### Work item
Search the listing for the word "Starts" and copy every line where it turns up.

### Dataset entries
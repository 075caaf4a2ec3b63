// Turn and elimination state machine
//
// Players move in fixed rotation. At the start of a turn the rotation skips
// eliminated players, then the active count decides whether the game is over.
// A player with no legal move is eliminated without consulting the oracle.
// Oracle failures end the game with an error outcome.

use log::{error, info};
use rand::Rng;
use std::time::Duration;

use crate::config::Config;
use crate::debug_logger::{DebugLogger, TurnRecord};
use crate::error::Result;
use crate::evaluator::{evaluate_moves, rank, SafetyTier};
use crate::grid::GameState;
use crate::oracle::{request_move, MoveOracle};
use crate::prompt::build_prompt;
use crate::rules::valid_moves;
use crate::types::{Move, PlayerId};

/// How a game ended
#[derive(Debug, Clone, PartialEq)]
pub enum GameOutcome {
    Winner(PlayerId),
    /// Nobody left standing. Unreachable with one elimination per turn, kept
    /// so the active-count check is total.
    Draw,
    /// The oracle failed; nobody is credited
    Error(String),
}

/// What a single call to `Match::step` did
#[derive(Debug, Clone)]
pub enum TurnEvent {
    Eliminated(PlayerId),
    Moved {
        mv: Move,
        tier: Option<SafetyTier>,
        response_time: Duration,
        attempts: u32,
    },
    Finished(GameOutcome),
}

/// One game in progress
pub struct Match<'a> {
    config: &'a Config,
    logger: &'a DebugLogger,
    game_number: usize,
    state: GameState,
    cursor: usize,
    turn: usize,
    outcome: Option<GameOutcome>,
}

impl<'a> Match<'a> {
    /// Starts a match on an existing state. Rotation begins at player 0.
    pub fn new(config: &'a Config, logger: &'a DebugLogger, game_number: usize, state: GameState) -> Self {
        Match {
            config,
            logger,
            game_number,
            state,
            cursor: 0,
            turn: 0,
            outcome: None,
        }
    }

    /// Starts a match on a freshly initialized board
    pub fn start<R: Rng>(
        config: &'a Config,
        logger: &'a DebugLogger,
        game_number: usize,
        rng: &mut R,
    ) -> Result<Self> {
        let state = GameState::initialize(config, rng)?;
        Ok(Self::new(config, logger, game_number, state))
    }

    pub fn state(&self) -> &GameState {
        &self.state
    }

    pub fn outcome(&self) -> Option<&GameOutcome> {
        self.outcome.as_ref()
    }

    /// Player the rotation currently points at
    pub fn current_player(&self) -> PlayerId {
        PlayerId(self.cursor)
    }

    /// Number of turns started so far, eliminations included
    pub fn turn(&self) -> usize {
        self.turn
    }

    /// Winner or draw once at most one player is active
    pub fn check_finished(state: &GameState) -> Option<GameOutcome> {
        match state.active_count() {
            0 => Some(GameOutcome::Draw),
            1 => state.active_players().next().map(GameOutcome::Winner),
            _ => None,
        }
    }

    /// Plays until the game finishes, reporting every event to `observer`
    pub async fn run<O, F>(&mut self, oracle: &mut O, mut observer: F) -> GameOutcome
    where
        O: MoveOracle,
        F: FnMut(&TurnEvent, &GameState),
    {
        loop {
            let event = self.step(oracle).await;
            observer(&event, &self.state);
            if let TurnEvent::Finished(outcome) = event {
                return outcome;
            }
        }
    }

    /// Advances the game by one turn
    pub async fn step<O: MoveOracle>(&mut self, oracle: &mut O) -> TurnEvent {
        if let Some(outcome) = &self.outcome {
            return TurnEvent::Finished(outcome.clone());
        }

        self.seek_active();
        if let Some(outcome) = Self::check_finished(&self.state) {
            match &outcome {
                GameOutcome::Winner(p) => info!("Player {} wins! All other players have been eliminated.", p),
                GameOutcome::Draw => info!("Draw! All players eliminated."),
                GameOutcome::Error(_) => {}
            }
            return self.finish(outcome);
        }

        let player = self.current_player();
        self.turn += 1;
        info!("Move {}: Player {}'s turn", self.turn, player);

        let legal = valid_moves(&self.state, player);
        if legal.is_empty() {
            info!("Player {} is eliminated (no valid moves)", player);
            self.state.eliminate(player);
            self.advance();
            return TurnEvent::Eliminated(player);
        }

        let ranked = rank(evaluate_moves(&self.state, &self.config.scores, player));
        let prompt = build_prompt(&self.state, player, &ranked, self.config.game.history_window);

        let reply = match request_move(
            oracle,
            player,
            prompt,
            &legal,
            self.state.profile(player),
            self.config.oracle.max_retries,
            self.config.debug.show_prompts,
        )
        .await
        {
            Ok(reply) => reply,
            Err(e) => {
                error!("Error getting move for player {}: {}", player, e);
                return self.finish(GameOutcome::Error(e.to_string()));
            }
        };

        let before = self.logger.is_enabled().then(|| self.state.snapshot());
        let mv = match self.state.apply(player, reply.direction) {
            Ok(mv) => mv,
            Err(e) => {
                error!("Rejected move for player {}: {}", player, e);
                return self.finish(GameOutcome::Error(e.to_string()));
            }
        };

        let tier = ranked
            .iter()
            .find(|eval| eval.direction == mv.direction)
            .map(|eval| eval.tier);
        info!(
            "Player {} chose: {} ({:.2}s, {:?})",
            player,
            mv.direction,
            reply.response_time.as_secs_f64(),
            tier
        );

        if let Some(board) = before {
            self.logger.log_turn(TurnRecord {
                game: self.game_number,
                turn: self.turn,
                player,
                chosen_move: mv.direction,
                evaluations: ranked,
                board,
                response: reply.response.clone(),
                attempts: reply.attempts,
                response_time_ms: reply.response_time.as_millis() as u64,
                timestamp: chrono::Utc::now().to_rfc3339(),
            });
        }

        self.advance();
        TurnEvent::Moved {
            mv,
            tier,
            response_time: reply.response_time,
            attempts: reply.attempts,
        }
    }

    /// Moves the cursor to the next active player, scanning at most one lap
    fn seek_active(&mut self) {
        let count = self.state.player_count();
        for _ in 0..count {
            if self.state.is_active(self.current_player()) {
                break;
            }
            self.cursor = (self.cursor + 1) % count;
        }
    }

    fn advance(&mut self) {
        let count = self.state.player_count().max(1);
        self.cursor = (self.cursor + 1) % count;
    }

    fn finish(&mut self, outcome: GameOutcome) -> TurnEvent {
        self.outcome = Some(outcome.clone());
        TurnEvent::Finished(outcome)
    }
}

### Output of the exercise
    /// Starts a match on an existing state. Rotation begins at player 0.
    /// Starts a match on a freshly initialized board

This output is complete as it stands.